Edited by XaNE - 12/10/10 at 6:23pm
post #3 of 7

some kind of interference could do it... i always have that happening at 30KHz and 40KHz on my needledrops

 

sometimes i've seen them in the audible frequency range but it's always so faint i can't actually hear it

post #4 of 7
Thread Starter 

Hmm, thanks guys. wink.gif
 

Quote:
Originally Posted by XaNE View Post

It looks like a crt was on in the recording location.

a crt emits at 15.625 kHz

Yeah I know what you're talking about, I can hear this noise when an older CRT is on nearby.

Can't hear it through this recording though, probably too faint.

post #5 of 7
A simple notch filter would fix that with the added benefit of preventing headaches when listened to on headphones at loud volumes. Most folks can't hear 15kHz unless it's fairly loud. But it can still mess-up your ears even if you can't hear it. If I owned this CD, I would apply a notch filter and burn a corrected CD. I'd probably mail the original disk back to the record label with a nasty letter. This kind of sloppy engineering is unacceptable.
post #6 of 7
Thread Starter 
Quote:
Originally Posted by bigshot View Post

A simple notch filter would fix that with the added benefit of preventing headaches when listened to on headphones at loud volumes. Most folks can't hear 15kHz unless it's fairly loud. But it can still mess-up your ears even if you can't hear it. If I owned this CD, I would apply a notch filter and burn a corrected CD. I'd probably mail the original disk back to the record label with a nasty letter. This kind of sloppy engineering is unacceptable.
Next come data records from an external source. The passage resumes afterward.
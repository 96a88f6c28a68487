//! Promotions
//!
//! Promotion bundles are advertised separately from the product list. A bundle names its
//! contents by free text only; nothing ties a [`PromotionItem`] back to a catalog
//! [`Product`](crate::products::Product).

use std::fmt;

use decimal_percentage::Percentage;
use jiff::Timestamp;
use rust_decimal::{Decimal, RoundingStrategy};
use rusty_money::{Money, MoneyError, iso::Currency};
use serde::{Deserialize, Serialize};

use crate::categories::Category;

/// Promotion identifier
#[derive(Debug, Clone, Copy, PartialEq, Eq, Hash, PartialOrd, Ord, Serialize, Deserialize)]
#[serde(transparent)]
pub struct PromotionId(u32);

impl PromotionId {
    /// Create a new promotion id.
    #[must_use]
    pub const fn new(id: u32) -> Self {
        Self(id)
    }

    /// Raw id value.
    #[must_use]
    pub const fn get(self) -> u32 {
        self.0
    }
}

impl fmt::Display for PromotionId {
    fn fmt(&self, f: &mut fmt::Formatter<'_>) -> fmt::Result {
        write!(f, "{}", self.0)
    }
}

/// A line of a promotion bundle
#[derive(Debug, Clone, PartialEq, Eq, Serialize, Deserialize)]
pub struct PromotionItem {
    /// Item name
    pub name: String,

    /// Number of units included
    pub quantity: u32,
}

/// Promotion bundle
#[derive(Debug, Clone, PartialEq)]
pub struct Promotion {
    /// Promotion id
    pub id: PromotionId,

    /// Promotion name
    pub name: String,

    /// Promotion description
    pub description: String,

    /// Bundle price
    pub price: Money<'static, Currency>,

    /// Price of the bundle contents bought separately
    pub original_price: Money<'static, Currency>,

    /// Advertised discount
    pub discount: Percentage,

    /// Image reference
    pub image: String,

    /// Category the promotion is listed under
    pub category: Category,

    /// Whether the promotion is switched on
    pub active: bool,

    /// End of the promotion
    pub valid_until: Timestamp,

    /// Bundle contents
    pub items: Vec<PromotionItem>,

    /// Terms and conditions
    pub terms: String,

    /// Whether the promotion is flagged as popular
    pub popular: bool,
}

impl Promotion {
    /// A promotion is valid when it is active and has not expired yet.
    #[must_use]
    pub fn is_valid_at(&self, now: Timestamp) -> bool {
        self.active && self.valid_until > now
    }

    /// Amount saved compared to buying the contents separately.
    ///
    /// # Errors
    ///
    /// Returns a [`MoneyError`] if the prices are in different currencies.
    pub fn savings(&self) -> Result<Money<'static, Currency>, MoneyError> {
        self.original_price.sub(self.price)
    }

    /// Savings as a fraction of the original price.
    ///
    /// A zero original price yields a zero percentage.
    #[must_use]
    pub fn savings_percent(&self) -> Percentage {
        let original = self.original_price.to_minor_units();

        if original == 0 {
            return Percentage::from(Decimal::ZERO);
        }

        let saved = original - self.price.to_minor_units();

        Percentage::from(Decimal::from(saved) / Decimal::from(original))
    }

    /// Summary of the promotion with preformatted prices.
    ///
    /// # Errors
    ///
    /// Returns a [`MoneyError`] if the prices are in different currencies.
    pub fn summary(&self, now: Timestamp) -> Result<PromotionSummary, MoneyError> {
        Ok(PromotionSummary {
            id: self.id,
            name: self.name.clone(),
            description: self.description.clone(),
            price: self.price.to_string(),
            original_price: self.original_price.to_string(),
            savings: self.savings()?.to_string(),
            savings_percent: percent_points(self.savings_percent())
                .round_dp_with_strategy(0, RoundingStrategy::MidpointAwayFromZero),
            valid: self.is_valid_at(now),
            popular: self.popular,
            items_count: self.items.len(),
        })
    }

    /// Case-insensitive match of an already lowercased term against name or description.
    pub(crate) fn matches_term(&self, lowered_term: &str) -> bool {
        self.name.to_lowercase().contains(lowered_term)
            || self.description.to_lowercase().contains(lowered_term)
    }
}

/// Display-ready promotion summary
#[derive(Debug, Clone, PartialEq, Eq)]
pub struct PromotionSummary {
    /// Promotion id
    pub id: PromotionId,

    /// Promotion name
    pub name: String,

    /// Promotion description
    pub description: String,

    /// Formatted bundle price
    pub price: String,

    /// Formatted original price
    pub original_price: String,

    /// Formatted savings
    pub savings: String,

    /// Savings in whole percent points
    pub savings_percent: Decimal,

    /// Whether the promotion is currently valid
    pub valid: bool,

    /// Whether the promotion is flagged as popular
    pub popular: bool,

    /// Number of distinct lines in the bundle
    pub items_count: usize,
}

/// Converts a fractional percentage to percent points for display.
pub fn percent_points(percentage: Percentage) -> Decimal {
    // `Percentage` is a fraction (e.g. 0.25), so multiply by 100 to get percent points.
    (percentage * Decimal::ONE) * Decimal::ONE_HUNDRED
}

#[cfg(test)]
pub(crate) mod tests {
    use rusty_money::iso::USD;
    use testresult::TestResult;

    use super::*;

    pub(crate) fn promotion(id: u32, price_minor: i64, original_minor: i64) -> Promotion {
        Promotion {
            id: PromotionId::new(id),
            name: format!("Promo {id}"),
            description: "2 Encebollados + 2 Chifles + 2 Jugos".to_string(),
            price: Money::from_minor(price_minor, USD),
            original_price: Money::from_minor(original_minor, USD),
            discount: Percentage::from(0.2),
            image: format!("promo-{id}.jpg"),
            category: Category::Promotions,
            active: true,
            valid_until: Timestamp::from_second(1_735_603_200).unwrap_or(Timestamp::MAX),
            items: vec![
                PromotionItem {
                    name: "Encebollado".to_string(),
                    quantity: 2,
                },
                PromotionItem {
                    name: "Chifle".to_string(),
                    quantity: 2,
                },
            ],
            terms: "Válido solo para pedidos por WhatsApp.".to_string(),
            popular: false,
        }
    }

    #[test]
    fn savings_is_original_minus_price() -> TestResult {
        let promo = promotion(1, 1299, 1680);

        assert_eq!(promo.savings()?, Money::from_minor(381, USD));

        Ok(())
    }

    #[test]
    fn savings_percent_is_relative_to_original_price() {
        let promo = promotion(1, 750, 1000);

        assert_eq!(percent_points(promo.savings_percent()), Decimal::from(25));
    }

    #[test]
    fn savings_percent_of_free_original_is_zero() {
        let promo = promotion(1, 0, 0);

        assert_eq!(percent_points(promo.savings_percent()), Decimal::ZERO);
    }

    #[test]
    fn validity_requires_active_and_future_expiry() -> TestResult {
        let mut promo = promotion(1, 1299, 1680);
        let before: Timestamp = "2024-06-01T00:00:00Z".parse()?;
        let after: Timestamp = "2025-06-01T00:00:00Z".parse()?;

        assert!(promo.is_valid_at(before));
        assert!(!promo.is_valid_at(after));

        promo.active = false;

        assert!(!promo.is_valid_at(before));

        Ok(())
    }

    #[test]
    fn summary_formats_prices() -> TestResult {
        let promo = promotion(2, 1999, 2640);
        let now: Timestamp = "2024-06-01T00:00:00Z".parse()?;

        let summary = promo.summary(now)?;

        assert_eq!(summary.price, "$19.99");
        assert_eq!(summary.original_price, "$26.40");
        assert_eq!(summary.savings, "$6.41");
        assert_eq!(summary.savings_percent, Decimal::from(24));
        assert!(summary.valid);
        assert_eq!(summary.items_count, 2);

        Ok(())
    }

    #[test]
    fn summary_rounds_half_percent_up() -> TestResult {
        let promo = promotion(3, 875, 1000);
        let now: Timestamp = "2024-06-01T00:00:00Z".parse()?;

        assert_eq!(percent_points(promo.savings_percent()), Decimal::new(125, 1));
        assert_eq!(promo.summary(now)?.savings_percent, Decimal::from(13));

        Ok(())
    }
}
Probably has to with the fact it's an 1987 album. Did they had equipment, like spectrograms, back then to easily detect this problem? And maybe no one heard it either...
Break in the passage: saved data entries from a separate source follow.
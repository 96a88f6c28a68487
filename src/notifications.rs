//! Notifications
//!
//! Short-lived feedback messages raised by cart mutations. Each notification expires on
//! its own after a per-kind duration; the newest one is the "current" notification.
//! Expiry is driven by the caller passing the current time, so the queue never spawns
//! timers of its own.

use std::fmt;

use jiff::{SignedDuration, Timestamp};
use serde::{Deserialize, Serialize};

use crate::products::ProductId;

/// Kind of notification
#[derive(Debug, Clone, Copy, PartialEq, Eq, Hash, Serialize, Deserialize)]
#[serde(rename_all = "lowercase")]
pub enum NotificationKind {
    /// Operation succeeded
    Success,

    /// Operation was rejected
    Error,

    /// Something needs attention
    Warning,

    /// Neutral information
    Info,
}

/// Notification identifier, unique per emission.
#[derive(Debug, Clone, PartialEq, Eq, Hash, PartialOrd, Ord)]
pub struct NotificationId(String);

impl NotificationId {
    /// The id as a string slice
    #[must_use]
    pub fn as_str(&self) -> &str {
        &self.0
    }
}

impl fmt::Display for NotificationId {
    fn fmt(&self, f: &mut fmt::Formatter<'_>) -> fmt::Result {
        f.write_str(&self.0)
    }
}

/// A feedback message
#[derive(Debug, Clone, PartialEq, Eq)]
pub struct Notification {
    /// Identifier
    pub id: NotificationId,

    /// Message text
    pub message: String,

    /// Kind
    pub kind: NotificationKind,

    /// Product the notification refers to
    pub product: Option<ProductId>,

    /// Lifetime in milliseconds
    pub duration_ms: u32,

    /// When the notification was raised
    pub created_at: Timestamp,

    /// Whether the notification is still shown
    pub visible: bool,
}

impl Notification {
    /// Instant after which the notification is removed.
    #[must_use]
    pub fn expires_at(&self) -> Timestamp {
        self.created_at
            .checked_add(SignedDuration::from_millis(i64::from(self.duration_ms)))
            .unwrap_or(Timestamp::MAX)
    }
}

/// Lifetimes per kind and display behaviour
#[derive(Debug, Clone, Copy, PartialEq, Eq, Serialize, Deserialize)]
#[serde(default)]
pub struct NotificationSettings {
    /// Lifetime of success notifications, in milliseconds
    pub success_ms: u32,

    /// Lifetime of error notifications, in milliseconds
    pub error_ms: u32,

    /// Lifetime of warning notifications, in milliseconds
    pub warning_ms: u32,

    /// Lifetime of info notifications, in milliseconds
    pub info_ms: u32,

    /// Whether a new notification hides the current one
    pub hide_previous: bool,
}

impl Default for NotificationSettings {
    fn default() -> Self {
        Self {
            success_ms: 3_000,
            error_ms: 5_000,
            warning_ms: 5_000,
            info_ms: 3_000,
            hide_previous: true,
        }
    }
}

impl NotificationSettings {
    /// Lifetime of a notification of `kind`, in milliseconds.
    #[must_use]
    pub fn duration_ms(&self, kind: NotificationKind) -> u32 {
        match kind {
            NotificationKind::Success => self.success_ms,
            NotificationKind::Error => self.error_ms,
            NotificationKind::Warning => self.warning_ms,
            NotificationKind::Info => self.info_ms,
        }
    }
}

/// Queue of active notifications, oldest first
#[derive(Debug, Clone, Default)]
pub struct NotificationQueue {
    settings: NotificationSettings,
    entries: Vec<Notification>,
    sequence: u64,
}

impl NotificationQueue {
    /// Create an empty queue.
    #[must_use]
    pub fn new(settings: NotificationSettings) -> Self {
        Self {
            settings,
            entries: Vec::new(),
            sequence: 0,
        }
    }

    /// Raise a notification and make it current.
    pub fn push(
        &mut self,
        kind: NotificationKind,
        message: impl Into<String>,
        product: Option<ProductId>,
        now: Timestamp,
    ) -> NotificationId {
        if self.settings.hide_previous {
            for entry in &mut self.entries {
                entry.visible = false;
            }
        }

        self.sequence = self.sequence.wrapping_add(1);

        let id = NotificationId(format!("{}-{}", now.as_millisecond(), self.sequence));

        self.entries.push(Notification {
            id: id.clone(),
            message: message.into(),
            kind,
            product,
            duration_ms: self.settings.duration_ms(kind),
            created_at: now,
            visible: true,
        });

        id
    }

    /// The newest notification still shown.
    #[must_use]
    pub fn current(&self) -> Option<&Notification> {
        self.entries.iter().rev().find(|entry| entry.visible)
    }

    /// Notifications still shown.
    pub fn visible(&self) -> impl Iterator<Item = &Notification> {
        self.entries.iter().filter(|entry| entry.visible)
    }

    /// Remove a notification. Removing an unknown or already removed id is a no-op.
    pub fn remove(&mut self, id: &NotificationId) -> bool {
        let before = self.entries.len();

        self.entries.retain(|entry| &entry.id != id);

        self.entries.len() != before
    }

    /// Remove every notification whose lifetime has elapsed at `now`.
    pub fn expire(&mut self, now: Timestamp) -> usize {
        let before = self.entries.len();

        self.entries.retain(|entry| entry.expires_at() > now);

        before - self.entries.len()
    }

    /// Iterate over queued notifications, oldest first.
    pub fn iter(&self) -> impl Iterator<Item = &Notification> {
        self.entries.iter()
    }

    /// Number of queued notifications.
    #[must_use]
    pub fn len(&self) -> usize {
        self.entries.len()
    }

    /// Whether the queue is empty.
    #[must_use]
    pub fn is_empty(&self) -> bool {
        self.entries.is_empty()
    }
}

#[cfg(test)]
mod tests {
    use testresult::TestResult;

    use super::*;

    fn at(millis: i64) -> Result<Timestamp, jiff::Error> {
        Timestamp::from_millisecond(millis)
    }

    #[test]
    fn ids_are_unique_within_the_same_millisecond() -> TestResult {
        let mut queue = NotificationQueue::default();

        let first = queue.push(NotificationKind::Info, "uno", None, at(1_000)?);
        let second = queue.push(NotificationKind::Info, "dos", None, at(1_000)?);

        assert_ne!(first, second);
        assert_eq!(first.as_str(), "1000-1");

        Ok(())
    }

    #[test]
    fn newest_notification_is_current_and_hides_the_rest() -> TestResult {
        let mut queue = NotificationQueue::default();

        queue.push(NotificationKind::Success, "uno", None, at(0)?);
        queue.push(
            NotificationKind::Error,
            "dos",
            Some(ProductId::new(4)),
            at(10)?,
        );

        let current = queue.current().ok_or("no current notification")?;

        assert_eq!(current.message, "dos");
        assert_eq!(current.product, Some(ProductId::new(4)));
        assert_eq!(queue.len(), 2);
        assert_eq!(queue.visible().count(), 1);

        Ok(())
    }

    #[test]
    fn previous_notifications_stay_visible_when_configured() -> TestResult {
        let mut queue = NotificationQueue::new(NotificationSettings {
            hide_previous: false,
            ..NotificationSettings::default()
        });

        queue.push(NotificationKind::Info, "uno", None, at(0)?);
        queue.push(NotificationKind::Info, "dos", None, at(0)?);

        assert_eq!(queue.visible().count(), 2);

        Ok(())
    }

    #[test]
    fn durations_depend_on_kind() -> TestResult {
        let mut queue = NotificationQueue::default();

        queue.push(NotificationKind::Success, "ok", None, at(0)?);
        queue.push(NotificationKind::Error, "mal", None, at(0)?);

        let durations: Vec<u32> = queue.iter().map(|entry| entry.duration_ms).collect();

        assert_eq!(durations, vec![3_000, 5_000]);

        Ok(())
    }

    #[test]
    fn expire_removes_elapsed_notifications() -> TestResult {
        let mut queue = NotificationQueue::default();

        queue.push(NotificationKind::Success, "ok", None, at(0)?);
        queue.push(NotificationKind::Error, "mal", None, at(0)?);

        assert_eq!(queue.expire(at(2_999)?), 0);
        assert_eq!(queue.expire(at(3_000)?), 1);
        assert_eq!(queue.expire(at(5_000)?), 1);
        assert!(queue.is_empty());

        Ok(())
    }

    #[test]
    fn hidden_notifications_are_never_current() -> TestResult {
        let mut queue = NotificationQueue::default();

        queue.push(NotificationKind::Error, "mal", None, at(0)?);
        queue.push(NotificationKind::Success, "ok", None, at(0)?);

        assert_eq!(queue.expire(at(3_000)?), 1);
        assert_eq!(queue.len(), 1);
        assert_eq!(queue.visible().count(), 0);
        assert!(queue.current().is_none());

        Ok(())
    }

    #[test]
    fn remove_is_idempotent() -> TestResult {
        let mut queue = NotificationQueue::default();

        let id = queue.push(NotificationKind::Info, "uno", None, at(0)?);

        assert!(queue.remove(&id));
        assert!(!queue.remove(&id));
        assert!(queue.current().is_none());

        Ok(())
    }
}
Only two other songs in the album have this, but it's even fainter...

Label is Columbia Records.

 

I've found another album with this problem, Live at Montreux by Darol Anger & Barbara Higbie. Only on the second track, "The Lights in the Sky Are Stars". Funny because it's a live album.

This concert is from '84, but the CD was released only in '90 I think. I have no idea if the LP has it also...

Label is Windham Hill Records.


Edited by Vitor Machado - 12/12/10 at 3:18pm
post #7 of 7
Since it's a continuous volume, it had to have been introduced in the mixing stage. It was probably mixed in a small studio or home setup without adequate isolation and grounding. Driving out all the noise hoodoos is a big job. That's why professional studios are worth the money. If the mixer didn't notice it, the engineer doing the mastering certainly should have caught it and fixed it.